═══ SUPPLIED ENTRIES

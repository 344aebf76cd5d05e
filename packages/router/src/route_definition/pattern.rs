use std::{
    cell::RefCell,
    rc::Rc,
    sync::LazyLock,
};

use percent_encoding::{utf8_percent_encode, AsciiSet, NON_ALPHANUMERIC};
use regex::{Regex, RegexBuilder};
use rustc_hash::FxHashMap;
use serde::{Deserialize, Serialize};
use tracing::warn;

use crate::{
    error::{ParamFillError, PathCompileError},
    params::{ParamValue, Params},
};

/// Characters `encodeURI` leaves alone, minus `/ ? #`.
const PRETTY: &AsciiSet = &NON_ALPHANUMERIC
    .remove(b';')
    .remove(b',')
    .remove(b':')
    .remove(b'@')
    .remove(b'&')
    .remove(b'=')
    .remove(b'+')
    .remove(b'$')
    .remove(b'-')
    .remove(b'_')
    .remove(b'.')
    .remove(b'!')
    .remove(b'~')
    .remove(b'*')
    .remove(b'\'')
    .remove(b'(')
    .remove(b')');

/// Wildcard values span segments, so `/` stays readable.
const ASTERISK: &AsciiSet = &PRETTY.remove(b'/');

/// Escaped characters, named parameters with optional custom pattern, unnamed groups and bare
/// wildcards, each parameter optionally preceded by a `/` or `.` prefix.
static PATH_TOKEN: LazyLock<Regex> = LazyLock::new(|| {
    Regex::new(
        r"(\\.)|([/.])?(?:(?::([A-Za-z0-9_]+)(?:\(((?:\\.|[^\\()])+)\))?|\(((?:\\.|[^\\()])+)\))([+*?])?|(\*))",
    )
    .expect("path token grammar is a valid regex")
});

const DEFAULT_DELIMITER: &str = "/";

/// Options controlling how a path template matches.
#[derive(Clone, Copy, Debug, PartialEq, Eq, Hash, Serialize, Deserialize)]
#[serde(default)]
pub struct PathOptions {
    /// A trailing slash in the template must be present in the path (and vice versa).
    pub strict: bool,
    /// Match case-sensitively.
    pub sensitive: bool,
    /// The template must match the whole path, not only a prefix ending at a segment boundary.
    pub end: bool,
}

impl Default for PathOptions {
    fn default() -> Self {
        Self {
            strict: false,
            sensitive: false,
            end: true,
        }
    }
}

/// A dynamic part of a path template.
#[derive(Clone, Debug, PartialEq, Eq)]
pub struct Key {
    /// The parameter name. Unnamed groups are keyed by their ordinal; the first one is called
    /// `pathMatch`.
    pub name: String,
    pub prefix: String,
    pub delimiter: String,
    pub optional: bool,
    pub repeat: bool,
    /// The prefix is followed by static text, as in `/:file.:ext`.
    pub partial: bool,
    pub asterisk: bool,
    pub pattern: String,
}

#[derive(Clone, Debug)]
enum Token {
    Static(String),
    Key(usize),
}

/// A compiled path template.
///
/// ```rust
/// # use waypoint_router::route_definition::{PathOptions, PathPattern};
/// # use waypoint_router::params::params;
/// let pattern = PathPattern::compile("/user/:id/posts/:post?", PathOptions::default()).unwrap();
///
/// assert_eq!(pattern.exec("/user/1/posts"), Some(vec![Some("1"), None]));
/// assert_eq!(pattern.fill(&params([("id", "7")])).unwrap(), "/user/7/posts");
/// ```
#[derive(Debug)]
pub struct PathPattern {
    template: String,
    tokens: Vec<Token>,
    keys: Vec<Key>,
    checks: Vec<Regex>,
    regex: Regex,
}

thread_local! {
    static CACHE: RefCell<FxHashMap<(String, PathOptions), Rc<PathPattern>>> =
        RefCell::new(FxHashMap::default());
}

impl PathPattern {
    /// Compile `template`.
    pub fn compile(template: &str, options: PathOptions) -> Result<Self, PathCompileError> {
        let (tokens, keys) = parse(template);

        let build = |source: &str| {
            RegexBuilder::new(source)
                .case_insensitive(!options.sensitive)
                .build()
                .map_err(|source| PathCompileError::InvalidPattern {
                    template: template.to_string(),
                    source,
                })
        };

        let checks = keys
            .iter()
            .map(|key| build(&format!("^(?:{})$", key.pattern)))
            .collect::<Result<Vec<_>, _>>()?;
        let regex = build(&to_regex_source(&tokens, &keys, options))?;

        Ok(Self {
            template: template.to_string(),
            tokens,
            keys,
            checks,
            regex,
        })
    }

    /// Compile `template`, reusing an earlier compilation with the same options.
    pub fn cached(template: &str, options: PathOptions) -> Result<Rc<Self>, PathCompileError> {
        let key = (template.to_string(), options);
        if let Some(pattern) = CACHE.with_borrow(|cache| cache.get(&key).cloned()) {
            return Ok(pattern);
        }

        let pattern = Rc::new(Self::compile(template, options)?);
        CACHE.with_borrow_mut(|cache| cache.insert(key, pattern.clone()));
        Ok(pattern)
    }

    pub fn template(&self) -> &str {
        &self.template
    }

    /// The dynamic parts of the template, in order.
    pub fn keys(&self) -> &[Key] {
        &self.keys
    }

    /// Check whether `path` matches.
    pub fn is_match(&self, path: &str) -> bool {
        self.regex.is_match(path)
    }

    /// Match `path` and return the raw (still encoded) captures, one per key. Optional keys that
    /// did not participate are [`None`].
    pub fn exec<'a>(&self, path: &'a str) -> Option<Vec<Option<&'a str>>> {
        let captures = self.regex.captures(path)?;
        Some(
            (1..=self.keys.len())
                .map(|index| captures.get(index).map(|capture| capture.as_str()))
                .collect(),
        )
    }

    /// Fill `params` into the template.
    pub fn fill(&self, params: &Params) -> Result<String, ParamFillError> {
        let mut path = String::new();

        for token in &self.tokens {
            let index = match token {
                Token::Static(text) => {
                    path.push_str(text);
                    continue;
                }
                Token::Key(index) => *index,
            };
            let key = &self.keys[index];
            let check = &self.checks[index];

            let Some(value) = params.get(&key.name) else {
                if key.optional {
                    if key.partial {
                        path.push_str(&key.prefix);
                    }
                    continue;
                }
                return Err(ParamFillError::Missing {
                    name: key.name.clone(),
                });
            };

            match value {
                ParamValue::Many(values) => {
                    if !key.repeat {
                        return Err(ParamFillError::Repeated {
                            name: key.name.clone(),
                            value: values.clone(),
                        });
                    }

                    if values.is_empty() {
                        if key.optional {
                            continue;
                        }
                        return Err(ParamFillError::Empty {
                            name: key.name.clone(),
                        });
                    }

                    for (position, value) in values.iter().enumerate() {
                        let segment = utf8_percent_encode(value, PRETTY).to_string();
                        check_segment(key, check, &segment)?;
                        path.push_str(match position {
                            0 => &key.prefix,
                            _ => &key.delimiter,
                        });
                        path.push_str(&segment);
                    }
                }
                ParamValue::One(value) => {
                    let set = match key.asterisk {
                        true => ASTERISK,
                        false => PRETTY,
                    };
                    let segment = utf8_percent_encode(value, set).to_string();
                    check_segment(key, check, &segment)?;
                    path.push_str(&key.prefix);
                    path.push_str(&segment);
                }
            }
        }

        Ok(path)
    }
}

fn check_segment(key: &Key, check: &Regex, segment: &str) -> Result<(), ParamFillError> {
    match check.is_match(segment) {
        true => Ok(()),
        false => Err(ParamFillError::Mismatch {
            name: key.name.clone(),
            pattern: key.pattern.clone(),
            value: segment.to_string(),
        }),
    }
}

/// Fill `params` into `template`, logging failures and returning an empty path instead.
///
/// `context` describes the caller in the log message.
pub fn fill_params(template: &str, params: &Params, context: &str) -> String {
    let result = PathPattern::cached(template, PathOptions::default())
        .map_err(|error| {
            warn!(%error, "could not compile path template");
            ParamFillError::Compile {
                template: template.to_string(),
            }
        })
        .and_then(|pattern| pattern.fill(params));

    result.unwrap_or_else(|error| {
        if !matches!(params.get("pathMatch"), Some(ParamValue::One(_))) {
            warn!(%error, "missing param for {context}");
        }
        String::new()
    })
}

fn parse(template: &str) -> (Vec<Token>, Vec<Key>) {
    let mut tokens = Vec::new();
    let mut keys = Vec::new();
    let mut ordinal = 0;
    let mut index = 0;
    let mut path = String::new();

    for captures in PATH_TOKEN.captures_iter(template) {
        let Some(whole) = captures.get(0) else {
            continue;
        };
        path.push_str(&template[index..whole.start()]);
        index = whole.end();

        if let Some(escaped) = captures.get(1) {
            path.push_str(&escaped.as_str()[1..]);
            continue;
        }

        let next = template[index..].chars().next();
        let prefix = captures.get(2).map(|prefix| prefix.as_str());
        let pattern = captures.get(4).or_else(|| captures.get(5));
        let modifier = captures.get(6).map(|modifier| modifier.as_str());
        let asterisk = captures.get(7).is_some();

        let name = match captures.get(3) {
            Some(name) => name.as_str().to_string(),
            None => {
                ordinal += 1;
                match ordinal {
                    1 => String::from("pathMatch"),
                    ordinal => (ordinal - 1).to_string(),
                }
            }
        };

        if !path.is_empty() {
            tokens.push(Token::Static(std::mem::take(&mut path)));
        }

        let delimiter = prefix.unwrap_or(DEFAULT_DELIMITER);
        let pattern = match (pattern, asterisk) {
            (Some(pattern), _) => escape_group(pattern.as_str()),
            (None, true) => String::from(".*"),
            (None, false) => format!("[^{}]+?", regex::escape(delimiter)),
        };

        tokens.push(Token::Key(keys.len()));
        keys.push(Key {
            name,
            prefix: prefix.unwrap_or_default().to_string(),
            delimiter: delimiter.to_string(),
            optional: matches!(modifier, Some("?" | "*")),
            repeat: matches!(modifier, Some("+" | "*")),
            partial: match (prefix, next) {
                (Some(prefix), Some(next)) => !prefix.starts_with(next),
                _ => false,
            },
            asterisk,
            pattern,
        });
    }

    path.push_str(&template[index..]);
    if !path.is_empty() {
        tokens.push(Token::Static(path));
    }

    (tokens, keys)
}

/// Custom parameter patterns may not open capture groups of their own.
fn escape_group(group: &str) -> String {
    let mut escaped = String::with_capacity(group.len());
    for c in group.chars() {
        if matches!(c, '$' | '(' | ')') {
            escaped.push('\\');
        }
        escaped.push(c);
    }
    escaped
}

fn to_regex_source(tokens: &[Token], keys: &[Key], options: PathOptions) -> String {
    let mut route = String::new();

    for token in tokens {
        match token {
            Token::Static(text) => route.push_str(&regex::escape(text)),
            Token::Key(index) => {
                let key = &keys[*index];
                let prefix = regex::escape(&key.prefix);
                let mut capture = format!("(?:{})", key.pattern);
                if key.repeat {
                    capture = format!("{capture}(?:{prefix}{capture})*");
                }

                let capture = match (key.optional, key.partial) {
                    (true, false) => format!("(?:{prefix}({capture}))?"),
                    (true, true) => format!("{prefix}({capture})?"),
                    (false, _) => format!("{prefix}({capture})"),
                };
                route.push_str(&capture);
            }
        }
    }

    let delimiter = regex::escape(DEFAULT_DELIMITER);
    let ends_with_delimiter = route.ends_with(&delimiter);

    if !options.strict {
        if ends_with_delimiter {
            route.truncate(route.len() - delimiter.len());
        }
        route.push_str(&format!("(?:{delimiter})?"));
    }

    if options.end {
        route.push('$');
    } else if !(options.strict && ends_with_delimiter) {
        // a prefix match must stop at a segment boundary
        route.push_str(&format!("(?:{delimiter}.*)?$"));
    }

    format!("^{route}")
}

══════

■ **DESCRIPTION OF THE TASK**: Copy out the range of lines above starting at the line with "empty path instead." and ending at the line with "index = whole.end();", exactly and including both.

■ **REPLY**:
/// Fill `params` into `template`, logging failures and returning an empty path instead.
///
/// `context` describes the caller in the log message.
pub fn fill_params(template: &str, params: &Params, context: &str) -> String {
    let result = PathPattern::cached(template, PathOptions::default())
        .map_err(|error| {
            warn!(%error, "could not compile path template");
            ParamFillError::Compile {
                template: template.to_string(),
            }
        })
        .and_then(|pattern| pattern.fill(params));

    result.unwrap_or_else(|error| {
        if !matches!(params.get("pathMatch"), Some(ParamValue::One(_))) {
            warn!(%error, "missing param for {context}");
        }
        String::new()
    })
}

fn parse(template: &str) -> (Vec<Token>, Vec<Key>) {
    let mut tokens = Vec::new();
    let mut keys = Vec::new();
    let mut ordinal = 0;
    let mut index = 0;
    let mut path = String::new();

    for captures in PATH_TOKEN.captures_iter(template) {
        let Some(whole) = captures.get(0) else {
            continue;
        };
        path.push_str(&template[index..whole.start()]);
        index = whole.end();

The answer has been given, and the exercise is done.